Monday, August 31, 2015

Easy Ways To Add Technology

The local, public schools have a Chromebooks initiative.  Too often adding technology means watching a video or PowerPoint slideshow from a Smartboard or typing answers to questions and emailing them to the teacher.  Instead, the hunt should be for meaningful ways to inject a little technology-other than Khan Academy!  Why not create a blog yourself?  My home-school students make videos, posted them to YouTube, and linked them to their own blogs.  Check out A Half Eaten Muffin's blog. The kids were instructed to imagine they were addressing a home-schooler in Alaska or Montana, isolated, and in need of help.  For my kids, this is a means of assessment.  If you can teach a lesson, I think you probably understand it.  Their blogs became part of their digital portfolios.

This fall my kids are going to write and illustrate their own children's science books.  Fun, right?  You can, too!  Pick a topic germane to your lessons.  My kids are going to select an animal, any animal.

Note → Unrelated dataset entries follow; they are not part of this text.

#[cfg(test)]
mod tests {
    use super::*;

    #[test]
    fn test_default_config() {
        let config = GatewayConfig::default();
        assert!(config.providers.is_empty());
        assert!(config.validate_config().is_ok());
    }

    #[test]
    fn test_circuit_breaker_config_defaults() {
        let config = CircuitBreakerConfig::default();
        assert!(config.enabled);
        assert_eq!(config.failure_threshold, 5);
        assert_eq!(config.success_threshold, 2);
        assert_eq!(config.timeout, Duration::from_secs(60));
        assert_eq!(config.half_open_max_requests, 3);
    }

    #[test]
    fn test_bulkhead_config_defaults() {
        let config = BulkheadConfig::default();
        assert_eq!(config.max_concurrent, 10);
        assert_eq!(config.max_queue, 20);
        assert_eq!(config.queue_timeout, Duration::from_secs(5));
    }

    #[test]
    fn test_retry_config_defaults() {
        let config = RetryConfig::default();
        assert!(config.enabled);
        assert_eq!(config.max_retries, 3);
        assert_eq!(config.initial_backoff, Duration::from_millis(100));
        assert_eq!(config.max_backoff, Duration::from_secs(10));
        assert!(config.jitter);
        assert!((config.jitter_fraction - 0.1).abs() < f64::EPSILON);
    }

    #[test]
    fn test_fallback_config_defaults() {
        let config = FallbackConfig::default();
        assert_eq!(
            config.strategies,
            vec![
                FallbackStrategyKind::Cache,
                FallbackStrategyKind::Provider,
                FallbackStrategyKind::Degraded
            ]
        );
        assert_eq!(config.cache_ttl, Duration::from_secs(300));
        assert_eq!(config.stale_ttl, Duration::from_secs(1800));
    }

    #[test]
    fn test_retry_backoff_validation() {
        let config = RetryConfig {
            initial_backoff: Duration::from_secs(5),
            max_backoff: Duration::from_secs(1),
            ..Default::default()
        };
        assert!(config.validate().is_err());
    }

    #[test]
    fn test_stale_ttl_validation() {
        let config = FallbackConfig {
            cache_ttl: Duration::from_secs(600),
            stale_ttl: Duration::from_secs(60),
            ..Default::default()
        };
        assert!(config.validate().is_err());

        let disabled = FallbackConfig {
            enable_stale: false,
            ..config
        };
        assert!(disabled.validate().is_ok());
    }

    #[test]
    fn test_provider_overrides() {
        let mut config = GatewayConfig::default();
        config.providers.insert(
            "groq".to_string(),
            ProviderOverrides {
                bulkhead: Some(BulkheadConfig {
                    max_concurrent: 2,
                    ..Default::default()
                }),
                ..Default::default()
            },
        );

        let groq = config.resilience_for("groq");
        assert_eq!(groq.bulkhead.max_concurrent, 2);
        assert_eq!(groq.retry.max_retries, 3);

        let openai = config.resilience_for("openai");
        assert_eq!(openai.bulkhead.max_concurrent, 10);
    }

    #[test]
    fn test_yaml_serialization() {
        let config = GatewayConfig::default();
        let yaml = serde_yaml::to_string(&config).expect("serialize");
        assert!(yaml.contains("circuit_breaker:"));
        assert!(yaml.contains("failure_threshold: 5"));
    }

    #[test]
    fn test_strategy_names() {
        let strategy: FallbackStrategyKind = serde_yaml::from_str("stale").expect("deserialize");
        assert_eq!(strategy, FallbackStrategyKind::Stale);

        let strategies: Vec<FallbackStrategyKind> =
            serde_yaml::from_str("[cache, degraded, error]").expect("deserialize");
        assert_eq!(strategies.len(), 3);
    }
}
impl ResilienceManager {
    /// Create a manager; patterns are created on first use of each provider
    #[must_use]
    pub fn new(config: GatewayConfig) -> Self {
        Self {
            config,
            providers: KeyedRegistry::new(),
            workers: BackgroundWorkers::new(),
            events: OnceLock::new(),
            metrics: None,
            on_state_change: None,
            on_fallback: None,
        }
    }

    /// Record calls, rejections and transitions into `metrics`
    #[must_use]
    pub fn with_metrics(mut self, metrics: Arc<ResilienceMetrics>) -> Self {
        self.metrics = Some(metrics);
        self
    }

    /// Invoke `callback` for every circuit state change
    #[must_use]
    pub fn on_state_change(mut self, callback: StateChangeCallback) -> Self {
        self.on_state_change = Some(callback);
        self
    }

    /// Invoke `callback` for every fallback response served
    #[must_use]
    pub fn on_fallback(mut self, callback: ProviderFallbackCallback) -> Self {
        self.on_fallback = Some(callback);
        self
    }

    /// Configuration in use
    #[must_use]
    pub fn config(&self) -> &GatewayConfig {
        &self.config
    }

    /// Run `f` for `provider` through the enabled patterns
    ///
    /// # Errors
    /// Returns pattern rejections (`CircuitBreakerOpen`, `TooManyRequests`,
    /// `BulkheadFull`, `BulkheadTimeout`), `Timeout`, `Cancelled`, or the
    /// last error from `f`. Fails with `Configuration` once closed.
    pub async fn execute<F, Fut, T>(
        &self,
        ctx: &CancellationToken,
        provider: &str,
        f: F,
    ) -> GatewayResult<T>
    where
        F: FnMut() -> Fut,
        Fut: Future<Output = GatewayResult<T>>,
    {
        self.ensure_open()?;
        let patterns = self.patterns(provider);

        self.run_protected(ctx, provider, &patterns, f)
            .instrument(provider_span(provider, "execute"))
            .await
    }

    /// Like [`execute`](Self::execute), falling back to cached or degraded
    /// responses stored under `key` when the chain fails
    ///
    /// # Errors
    /// Returns `AllFallbacksFailed` when no strategy could serve, the primary
    /// error when the `Error` strategy is reached, or `Cancelled`. Without a
    /// fallback handler the errors of [`execute`](Self::execute) pass through.
    pub async fn execute_with_fallback<F, Fut>(
        &self,
        ctx: &CancellationToken,
        provider: &str,
        key: &str,
        f: F,
    ) -> GatewayResult<Value>
    where
        F: FnMut() -> Fut,
        Fut: Future<Output = GatewayResult<Value>>,
    {
        self.ensure_open()?;
        let patterns = self.patterns(provider);

        let call = async {
            match &patterns.fallback {
                Some(fallback) => {
                    fallback
                        .execute(ctx, key, || self.run_protected(ctx, provider, &patterns, f))
                        .await
                }
                None => self.run_protected(ctx, provider, &patterns, f).await,
            }
        };
        call.instrument(provider_span(provider, "execute_with_fallback"))
            .await
    }

    /// False when the provider's circuit is open and not yet due for a
    /// probe, or its bulkhead has no permit and no queue space left
    #[must_use]
    pub fn is_provider_available(&self, provider: &str) -> bool {
        if self.workers.is_shutdown() {
            return false;
        }
        self.providers.get(provider).map_or(true, |patterns| {
            patterns
                .breaker
                .as_ref()
                .map_or(true, CircuitBreaker::is_available)
                && patterns.bulkhead.as_ref().map_or(true, |b| !b.is_full())
        })
    }

    /// Statistics for every provider used so far
    #[must_use]
    pub fn stats(&self) -> ResilienceStats {
        let providers = self
            .providers
            .snapshot()
            .into_iter()
            .map(|(id, patterns)| {
                let stats = ProviderStats {
                    circuit_breaker: patterns.breaker.as_ref().map(CircuitBreaker::stats),
                    bulkhead: patterns.bulkhead.as_ref().map(Bulkhead::stats),
                    fallback: patterns.fallback.as_ref().map(|f| f.stats()),
                };
                (id, stats)
            })
            .collect();

        ResilienceStats {
            providers,
            dropped_state_events: self.events.get().map_or(0, EventPublisher::dropped),
        }
    }

    /// Health of every provider used so far
    #[must_use]
    pub fn health_check(&self) -> HealthReport {
        let mut overall = HealthStatus::Healthy;
        let mut providers = BTreeMap::new();

        for (id, patterns) in self.providers.snapshot() {
            let health = provider_health(&patterns);
            if health.status != HealthStatus::Healthy || !health.warnings.is_empty() {
                warn!(
                    provider = %id,
                    status = %health.status,
                    issues = ?health.issues,
                    warnings = ?health.warnings,
                    "Provider health degraded"
                );
            }
            overall = overall.worst(health.status);
            providers.insert(id, health);
        }

        HealthReport {
            status: overall,
            providers,
            checked_at: Utc::now(),
        }
    }

    /// Force the provider's circuit closed; false if it has no breaker
    pub fn reset_provider(&self, provider: &str) -> bool {
        match self.providers.get(provider) {
            Some(patterns) => match &patterns.breaker {
                Some(breaker) => {
                    breaker.reset();
                    self.record_circuit_state(provider, breaker);
                    true
                }
                None => false,
            },
            None => false,
        }
    }

    /// Force every circuit closed
    pub fn reset_all(&self) {
        for (id, patterns) in self.providers.snapshot() {
            if let Some(breaker) = &patterns.breaker {
                breaker.reset();
                self.record_circuit_state(&id, breaker);
            }
        }
        info!("All circuit breakers reset");
    }

    /// Stop and join every background worker; later calls fail
    pub async fn close(&self) {
        if self.workers.is_shutdown() {
            return;
        }
        self.workers.shutdown().await;
        info!(providers = self.providers.len(), "Resilience manager closed");
    }

    /// Whether [`close`](Self::close) has been called
    #[must_use]
    pub fn is_closed(&self) -> bool {
        self.workers.is_shutdown()
    }

    fn ensure_open(&self) -> GatewayResult<()> {
        if self.workers.is_shutdown() {
            return Err(GatewayError::configuration("resilience manager is closed"));
        }
        Ok(())
    }

    fn patterns(&self, provider: &str) -> Arc<ProviderPatterns> {
        self.providers
            .get_or_create(provider, || self.build_patterns(provider))
    }

    fn build_patterns(&self, provider: &str) -> ProviderPatterns {
        let settings = self.config.resilience_for(provider);

        let breaker = settings.circuit_breaker.enabled.then(|| {
            CircuitBreaker::new(provider, CircuitBreakerConfig::from(&settings.circuit_breaker))
                .with_events(self.publisher())
        });
        let bulkhead = settings.bulkhead.enabled.then(|| {
            Bulkhead::new(provider, BulkheadConfig::from(&settings.bulkhead), &self.workers)
        });
        let retry = settings
            .retry
            .enabled
            .then(|| RetryPolicy::new(RetryConfig::from(&settings.retry)));
        let fallback = settings.fallback.enabled.then(|| {
            let fallback = Arc::new(
                Fallback::new(provider, FallbackConfig::from(&settings.fallback))
                    .with_callback(self.fallback_callback(provider)),
            );
            fallback.start_cleanup(&self.workers);
            fallback
        });

        info!(
            provider = %provider,
            circuit_breaker = breaker.is_some(),
            bulkhead = bulkhead.is_some(),
            retry = retry.is_some(),
            fallback = fallback.is_some(),
            "Resilience patterns created"
        );

        ProviderPatterns {
            breaker,
            bulkhead,
            retry,
            fallback,
            timeouts: TimeoutManager::new(TimeoutConfig::from(&settings.timeout)),
        }
    }

    /// Publisher shared by every breaker; starts the observer on first use
    fn publisher(&self) -> EventPublisher {
        self.events
            .get_or_init(|| {
                let capacity = self.config.resilience.events.channel_capacity;
                let (publisher, rx) = events::channel(capacity, self.metrics.clone());
                let callback = self.on_state_change.clone();
                let metrics = self.metrics.clone();
                self.workers.spawn("state-observer", move |token| {
                    events::run_observer(rx, token, callback, metrics)
                });
                publisher
            })
            .clone()
    }

    fn fallback_callback(&self, provider: &str) -> FallbackCallback {
        let provider = provider.to_string();
        let metrics = self.metrics.clone();
        let user = self.on_fallback.clone();

        Arc::new(move |strategy: FallbackStrategy, reason: &str| {
            if let Some(metrics) = &metrics {
                metrics.record_fallback(&provider, strategy.as_str());
            }
            if let Some(user) = &user {
                user(&provider, strategy, reason);
            }
        })
    }

    async fn run_protected<F, Fut, T>(
        &self,
        ctx: &CancellationToken,
        provider: &str,
        patterns: &ProviderPatterns,
        f: F,
    ) -> GatewayResult<T>
    where
        F: FnMut() -> Fut,
        Fut: Future<Output = GatewayResult<T>>,
    {
        let started = Instant::now();
        let result = patterns
            .timeouts
            .overall(self.run_breaker(ctx, provider, patterns, f))
            .await;
        self.record_call(provider, patterns, result.as_ref().err(), started.elapsed());
        result
    }

    async fn run_breaker<F, Fut, T>(
        &self,
        ctx: &CancellationToken,
        provider: &str,
        patterns: &ProviderPatterns,
        f: F,
    ) -> GatewayResult<T>
    where
        F: FnMut() -> Fut,
        Fut: Future<Output = GatewayResult<T>>,
    {
        match &patterns.breaker {
            Some(breaker) => {
                breaker
                    .execute(|| self.run_bulkhead(ctx, provider, patterns, f))
                    .await
            }
            None => self.run_bulkhead(ctx, provider, patterns, f).await,
        }
    }

    async fn run_bulkhead<F, Fut, T>(
        &self,
        ctx: &CancellationToken,
        provider: &str,
        patterns: &ProviderPatterns,
        f: F,
    ) -> GatewayResult<T>
    where
        F: FnMut() -> Fut,
        Fut: Future<Output = GatewayResult<T>>,
    {
        match &patterns.bulkhead {
            Some(bulkhead) => {
                bulkhead
                    .execute(ctx, || self.run_retry(ctx, provider, patterns, f))
                    .await
            }
            None => self.run_retry(ctx, provider, patterns, f).await,
        }
    }

    async fn run_retry<F, Fut, T>(
        &self,
        ctx: &CancellationToken,
        provider: &str,
        patterns: &ProviderPatterns,
        mut f: F,
    ) -> GatewayResult<T>
    where
        F: FnMut() -> Fut,
        Fut: Future<Output = GatewayResult<T>>,
    {
        let timeouts = &patterns.timeouts;
        let mut attempt = move || timeouts.attempt(f());

        match &patterns.retry {
            Some(policy) => {
                let outcome = policy.execute_with_stats(ctx, attempt).await;
                if let Some(metrics) = &self.metrics {
                    metrics.record_retries(provider, outcome.retries());
                }
                if outcome.retries() > 0 {
                    debug!(
                        provider = %provider,
                        attempts = outcome.attempts,
                        delay_ms = outcome.total_delay.as_millis() as u64,
                        "Call retried"
                    );
                }
                outcome.result
            }
            None => attempt().await,
        }
    }

    fn record_call(
        &self,
        provider: &str,
        patterns: &ProviderPatterns,
        error: Option<&GatewayError>,
        latency: Duration,
    ) {
        let Some(metrics) = &self.metrics else {
            return;
        };

        let outcome = error.map_or("success", GatewayError::error_code);
        metrics.record_call(provider, outcome, latency);

        if let Some(error) = error {
            if matches!(
                error,
                GatewayError::CircuitBreakerOpen { .. }
                    | GatewayError::TooManyRequests { .. }
                    | GatewayError::BulkheadFull { .. }
                    | GatewayError::BulkheadTimeout { .. }
            ) {
                metrics.record_rejection(provider, error.error_code());
            }
        }

        if let Some(breaker) = &patterns.breaker {
            metrics.update_circuit_breaker(provider, breaker.state().into());
        }
        if let Some(bulkhead) = &patterns.bulkhead {
            let stats = bulkhead.stats();
            metrics.update_bulkhead(provider, stats.active, stats.queued);
        }
    }

    fn record_circuit_state(&self, provider: &str, breaker: &CircuitBreaker) {
        if let Some(metrics) = &self.metrics {
            metrics.update_circuit_breaker(provider, breaker.state().into());
        }
    }
}
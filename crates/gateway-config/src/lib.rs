//! # Gateway Configuration
//!
//! Configuration for the per-provider resilience engine, including:
//! - Configuration schema and validation
//! - Loading from YAML/TOML/JSON files
//! - Environment variable substitution and overrides
//! - Per-provider overrides layered on the global defaults

#![forbid(unsafe_code)]
#![warn(missing_docs)]

pub mod loader;
pub mod schema;

pub use loader::{load_config, ConfigError, ConfigLoader, ConfigSource};
pub use schema::{
    BulkheadConfig, CircuitBreakerConfig, EventsConfig, FallbackConfig, FallbackStrategyKind,
    GatewayConfig, LogFormat, LoggingConfig, MetricsConfig, ObservabilityConfig,
    ProviderOverrides, ResilienceConfig, RetryConfig, TimeoutConfig,
};
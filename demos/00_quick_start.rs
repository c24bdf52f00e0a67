/// quick start - enroll a student, take a payment, promote
use fee_ledger_rs::{
    apply_payment, enroll, promote, EnrollmentRequest, EntryMode, EventStore, FeeType, Money,
    Quota, RecordSelector, SafeTimeProvider, StudentView, TimeSource,
};

fn main() -> Result<(), Box<dyn std::error::Error>> {
    let time = SafeTimeProvider::new(TimeSource::System);
    let mut events = EventStore::new();

    // admit a government-quota student at the current default rate
    let mut student = enroll(
        EnrollmentRequest {
            usn: "1AB25CS001".to_string(),
            department: "CSE".to_string(),
            current_year: 1,
            quota: Quota::Government,
            entry: EntryMode::Regular,
            transport_opted: false,
            hostel_opted: false,
            assigned_college_fee: None,
            assigned_transport_fee: None,
            assigned_hostel_fee: None,
        },
        Money::new(70000),
        &time,
        &mut events,
    )?;

    // pay both semesters in cash
    for reference in ["RCPT-001", "RCPT-002"] {
        apply_payment(
            &mut student,
            RecordSelector::ByType {
                fee_type: FeeType::College,
                year: Some(1),
            },
            Money::new(35000),
            "CASH",
            reference,
            &time,
            &mut events,
        )?;
    }

    // dues clear, no library books out: advances to year 2
    let outcome = promote(&mut student, 0, &time, &mut events)?;
    println!("promotion outcome: {outcome:?}");

    // print current state
    println!("{}", StudentView::from_student(&student).to_json_pretty()?);

    Ok(())
}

Together, the kids and I will develop a rubric, a guide to determine just what constitutes a completed project.  We'll set a reasonable time-line to finish, say two weeks or so.  I'll ask the kids to scan their illustrations (or use images from Creative Commons-with citations!) and send me their books.  Once they're finished, we look for ways to publish.   These book creator tools look promising.

One more idea: create an app.    Start by learning to code at Code Academy or do an Hour of Code with Khan Academy.  Try an App Maker's templates to create an app.  Now, isn't this more meaningful than jousting watching an Internet video?  This time the kids will be watching YouTube for tips to improve their app!    Too ambitious?  My Bio kids are going to evaluate apps, such as Plant ID,  House Spiders (Spida in Da House), and Merlin, a bird ID app.  I may have the kids write reviews to evaluate these apps.  Now, isn't this practical?